Baitullah Mehsud, the previous Taliban leader, was killed in an American missile strike in August.

At the Federal Investigation Agency, a law enforcement branch that deals with matters ranging from immigration to terrorism, gunmen forced their way into the building, and at least 10 people died, including a militant, four police officials and two civilians.

An assistant inspector said he heard shooting as he left his post to eat breakfast. “I heard firing at around 9:30 and rushed back,” said Ziaullah, the assistant inspector, who gave only one name. “The scene was horrific. The duty inspector was dead at the spot.”

A witness working near the building said he had seen a man in his 20s running toward the compound. “He started spraying bullets, then there was constant firing for 15 minutes and two low-intensity explosions,” said Muhammad Aslam, who makes fresh juice in a neighborhood shop.

About 50 officials of the agency were reported stranded on the first floor of the building before security forces ended the siege, according to local television reports, but they had not been taken hostage.

Simultaneously, militants dressed in police uniforms stormed another police academy in Manawan, a suburb of Lahore.

Two detonated suicide explosives soon after entering the center, police officials said. Army commandos launched an assault about 30 minutes after the attack began, police officials said. By the time it was over, nine police officers and five militants lay dead.

The 10-day killing spree by the Taliban began with a suicide bombing of the World Food Program of the United Nations in the capital 10 days ago. Then, militants attacked a busy bazaar in Peshawar, the provincial capital of the North-West Frontier Province. After the siege at the military headquarters in Rawalpindi, militants hit an army convoy at a crowded market in Shangla, on the edge of the Swat Valley.
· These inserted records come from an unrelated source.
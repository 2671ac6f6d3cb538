//! Binary codec for SimpleBus log records.
//!
//! This module handles serialization and deserialization of the framed
//! on-disk record. It is pure data transformation -- no file I/O, no async,
//! no index management.
//!
//! Each record is a self-describing frame (little-endian integers):
//!
//! ```text
//! MAGIC       u32   constant, identifies a record start ("SBUS")
//! VERSION     u16   format version (currently 1)
//! FLAGS       u16   reserved, 0
//! RECORD_LEN  u32   bytes that follow, up to and including CRC32
//! EVENT_ID    [16]
//! TS_NANOS    i64
//! TOPIC_LEN   u16   TOPIC   [TOPIC_LEN]
//! PAYLOAD_LEN u32   PAYLOAD [PAYLOAD_LEN]
//! HEADERS_LEN u32   HEADERS [HEADERS_LEN]   (zero-length permitted)
//! CRC32       u32   IEEE, over EVENT_ID through end of HEADERS
//! ```
//!
//! Headers encode as repeated `(u16 key_len, key, u16 val_len, val)` pairs
//! in ascending key order, so encoding the same event twice yields
//! identical bytes.

use std::collections::HashMap;

use bytes::Bytes;

use crate::error::Error;
use crate::id::{EVENT_ID_LEN, EventId};
use crate::types::Event;

/// Magic bytes opening every record frame (ASCII "SBUS").
const MAGIC: [u8; 4] = [0x53, 0x42, 0x55, 0x53];

/// Current record format version.
const FORMAT_VERSION: u16 = 1;

/// Bytes before `RECORD_LEN`'s coverage begins: magic + version + flags +
/// the length field itself.
pub(crate) const PRELUDE_SIZE: usize = 4 + 2 + 2 + 4;

/// Fixed portion counted inside `RECORD_LEN`: event_id(16) + ts(8) +
/// topic_len(2) + payload_len(4) + headers_len(4) + crc(4).
const FIXED_BODY_SIZE: usize = EVENT_ID_LEN + 8 + 2 + 4 + 4 + 4;

/// Result of attempting to decode a record from a byte buffer.
///
/// Distinguishes a successfully decoded record from a buffer that simply
/// ends too early. The distinction is what makes crash recovery possible: a
/// short trailing frame is an expected torn write, whereas a checksum or
/// framing mismatch is corruption.
#[derive(Debug)]
pub enum DecodeOutcome<T> {
    /// A full record was decoded.
    Complete {
        /// The decoded value.
        value: T,
        /// Total bytes consumed from the buffer, prelude included.
        consumed: usize,
    },
    /// The buffer ends before a complete frame.
    Incomplete,
}

/// Encode an [`Event`] into its on-disk frame.
///
/// The returned buffer contains the full frame including prelude and
/// trailing CRC32; the caller can append it to a segment directly.
///
/// # Errors
///
/// Returns [`Error::LimitExceeded`] when the payload exceeds
/// `max_payload_bytes`, or any length field would overflow its wire type.
pub fn encode_record(event: &Event, max_payload_bytes: usize) -> Result<Vec<u8>, Error> {
    if event.payload.len() > max_payload_bytes {
        return Err(Error::LimitExceeded {
            field: "payload",
            len: event.payload.len(),
            max: max_payload_bytes,
        });
    }
    let topic_bytes = event.topic.as_bytes();
    if topic_bytes.len() > u16::MAX as usize {
        return Err(Error::LimitExceeded {
            field: "topic",
            len: topic_bytes.len(),
            max: u16::MAX as usize,
        });
    }

    let headers = encode_headers(&event.headers)?;
    let body_len = FIXED_BODY_SIZE + topic_bytes.len() + event.payload.len() + headers.len();
    if body_len > u32::MAX as usize {
        return Err(Error::LimitExceeded {
            field: "record",
            len: body_len,
            max: u32::MAX as usize,
        });
    }

    let mut buf = Vec::with_capacity(PRELUDE_SIZE + body_len);
    buf.extend_from_slice(&MAGIC);
    buf.extend_from_slice(&FORMAT_VERSION.to_le_bytes());
    buf.extend_from_slice(&0u16.to_le_bytes()); // flags, reserved
    buf.extend_from_slice(&(body_len as u32).to_le_bytes());

    // -- Begin CRC-protected region --
    buf.extend_from_slice(event.event_id.as_bytes());
    buf.extend_from_slice(&event.ts_unix_nanos.to_le_bytes());
    buf.extend_from_slice(&(topic_bytes.len() as u16).to_le_bytes());
    buf.extend_from_slice(topic_bytes);
    buf.extend_from_slice(&(event.payload.len() as u32).to_le_bytes());
    buf.extend_from_slice(&event.payload);
    buf.extend_from_slice(&(headers.len() as u32).to_le_bytes());
    buf.extend_from_slice(&headers);
    // -- End CRC-protected region --

    let crc = crc32fast::hash(&buf[PRELUDE_SIZE..]);
    buf.extend_from_slice(&crc.to_le_bytes());

    Ok(buf)
}

/// Serialize a header map as sorted `(u16 len, key, u16 len, val)` pairs.
fn encode_headers(headers: &HashMap<String, String>) -> Result<Vec<u8>, Error> {
    let mut keys: Vec<&String> = headers.keys().collect();
    keys.sort();

    let mut buf = Vec::new();
    for key in keys {
        let value = &headers[key];
        for (field, text) in [("header key", key), ("header value", value)] {
            if text.len() > u16::MAX as usize {
                return Err(Error::LimitExceeded {
                    field,
                    len: text.len(),
                    max: u16::MAX as usize,
                });
            }
        }
        buf.extend_from_slice(&(key.len() as u16).to_le_bytes());
        buf.extend_from_slice(key.as_bytes());
        buf.extend_from_slice(&(value.len() as u16).to_le_bytes());
        buf.extend_from_slice(value.as_bytes());
    }
    Ok(buf)
}

/// Decode a single record from the start of a byte buffer.
///
/// `segment` and `offset` locate the buffer within the log; they only feed
/// error context, never the decode itself.
///
/// Handles three cases:
///
/// 1. **Complete record** -- returns [`DecodeOutcome::Complete`] with the
///    event and the total number of bytes consumed.
/// 2. **Incomplete data** -- the buffer ends before the frame does (short
///    prelude, or fewer bytes than `RECORD_LEN` promises). Returns
///    [`DecodeOutcome::Incomplete`]; the caller decides whether that is a
///    recoverable torn tail.
/// 3. **Corrupt data** -- bad magic, unknown version, inconsistent length
///    fields, an implausible payload length, invalid UTF-8, or a CRC
///    mismatch. Returns [`Error::CorruptRecord`].
///
/// # Errors
///
/// Returns [`Error::CorruptRecord`] carrying `segment`/`offset` and a
/// description of the mismatch.
pub fn decode_record(
    buf: &[u8],
    segment: u32,
    offset: u64,
    max_payload_bytes: usize,
) -> Result<DecodeOutcome<Event>, Error> {
    let corrupt = |detail: String| Error::CorruptRecord {
        segment,
        offset,
        detail,
    };

    if buf.len() < PRELUDE_SIZE {
        return Ok(DecodeOutcome::Incomplete);
    }

    if buf[0..4] != MAGIC {
        return Err(corrupt("bad record magic".to_string()));
    }
    let version = u16::from_le_bytes([buf[4], buf[5]]);
    if version != FORMAT_VERSION {
        return Err(corrupt(format!("unsupported record version: {version}")));
    }
    // buf[6..8] are the reserved flags; ignored on decode.

    let record_len = u32::from_le_bytes([buf[8], buf[9], buf[10], buf[11]]) as usize;
    if record_len < FIXED_BODY_SIZE {
        return Err(corrupt(format!(
            "record length {record_len} below fixed minimum {FIXED_BODY_SIZE}"
        )));
    }
    let total = PRELUDE_SIZE + record_len;
    if buf.len() < total {
        // Could equally be a torn write or corrupted length bytes; treat as
        // truncation so the active-segment tail stays recoverable.
        return Ok(DecodeOutcome::Incomplete);
    }

    let body = &buf[PRELUDE_SIZE..total];
    let crc_offset = body.len() - 4;
    let stored_crc = u32::from_le_bytes([
        body[crc_offset],
        body[crc_offset + 1],
        body[crc_offset + 2],
        body[crc_offset + 3],
    ]);
    let computed_crc = crc32fast::hash(&body[..crc_offset]);
    if stored_crc != computed_crc {
        return Err(corrupt(format!(
            "CRC32 mismatch: stored {stored_crc:#010X}, computed {computed_crc:#010X}"
        )));
    }

    let protected = &body[..crc_offset];
    let mut cursor = 0;

    // Read N bytes from `protected` at `cursor` and advance, or fail with
    // CorruptRecord if the remaining data is too short.
    macro_rules! read_bytes {
        ($n:expr) => {{
            if cursor + $n > protected.len() {
                return Err(corrupt("unexpected end of record body".to_string()));
            }
            let start = cursor;
            cursor += $n;
            &protected[start..cursor]
        }};
    }

    let id_bytes = read_bytes!(EVENT_ID_LEN);
    let event_id = EventId::from_bytes(id_bytes.try_into().expect("16 bytes for event id"));

    let ts_bytes = read_bytes!(8);
    let ts_unix_nanos = i64::from_le_bytes(ts_bytes.try_into().expect("8 bytes for i64"));

    let topic_len = u16::from_le_bytes(read_bytes!(2).try_into().expect("2 bytes for u16")) as usize;
    let topic_bytes = read_bytes!(topic_len);
    let topic = std::str::from_utf8(topic_bytes)
        .map_err(|e| corrupt(format!("invalid UTF-8 in topic: {e}")))?
        .to_string();

    let payload_len =
        u32::from_le_bytes(read_bytes!(4).try_into().expect("4 bytes for u32")) as usize;
    if payload_len > max_payload_bytes {
        return Err(corrupt(format!(
            "payload length {payload_len} exceeds {max_payload_bytes} byte limit"
        )));
    }
    let payload = Bytes::copy_from_slice(read_bytes!(payload_len));

    let headers_len =
        u32::from_le_bytes(read_bytes!(4).try_into().expect("4 bytes for u32")) as usize;
    let header_bytes = read_bytes!(headers_len);
    let headers = decode_headers(header_bytes).map_err(corrupt)?;

    // Every sub-length plus the fixed overhead must account for RECORD_LEN
    // exactly; trailing slack means the length fields disagree.
    if cursor != protected.len() {
        return Err(corrupt(format!(
            "length fields inconsistent: {} of {} body bytes consumed",
            cursor,
            protected.len()
        )));
    }

    Ok(DecodeOutcome::Complete {
        value: Event {
            event_id,
            ts_unix_nanos,
            topic,
            payload,
            headers,
        },
        consumed: total,
    })
}

/// Parse sorted `(u16 len, key, u16 len, val)` pairs.
fn decode_headers(mut buf: &[u8]) -> Result<HashMap<String, String>, String> {
    let mut headers = HashMap::new();
    while !buf.is_empty() {
        let mut next_str = |what: &str| -> Result<String, String> {
            if buf.len() < 2 {
                return Err(format!("headers truncated before {what} length"));
            }
            let len = u16::from_le_bytes([buf[0], buf[1]]) as usize;
            buf = &buf[2..];
            if buf.len() < len {
                return Err(format!("headers truncated inside {what}"));
            }
            let text = std::str::from_utf8(&buf[..len])
                .map_err(|e| format!("invalid UTF-8 in {what}: {e}"))?
                .to_string();
            buf = &buf[len..];
            Ok(text)
        };
        let key = next_str("header key")?;
        let value = next_str("header value")?;
        headers.insert(key, value);
    }
    Ok(headers)
}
The army announced its intention to launch a ground offensive against the Taliban nerve center in South Waziristan two months ago but so far has refrained from using ground troops, instead using airstrikes and throwing a cordon over the area.

The decision to delay the ground offensive will now come under scrutiny, said Khalid Aziz, a former chief secretary of the North-West Frontier Province.

An army operation immediately after the death of Baitullah Mehsud would have made it much more difficult for the militants to stage Thursday’s attacks, Mr. Aziz said. Instead, the militants had been allowed to launch pre-emptive attacks before the army moved against them, he said.

Waqar Gillani contributed reporting from Lahore, Pakistan.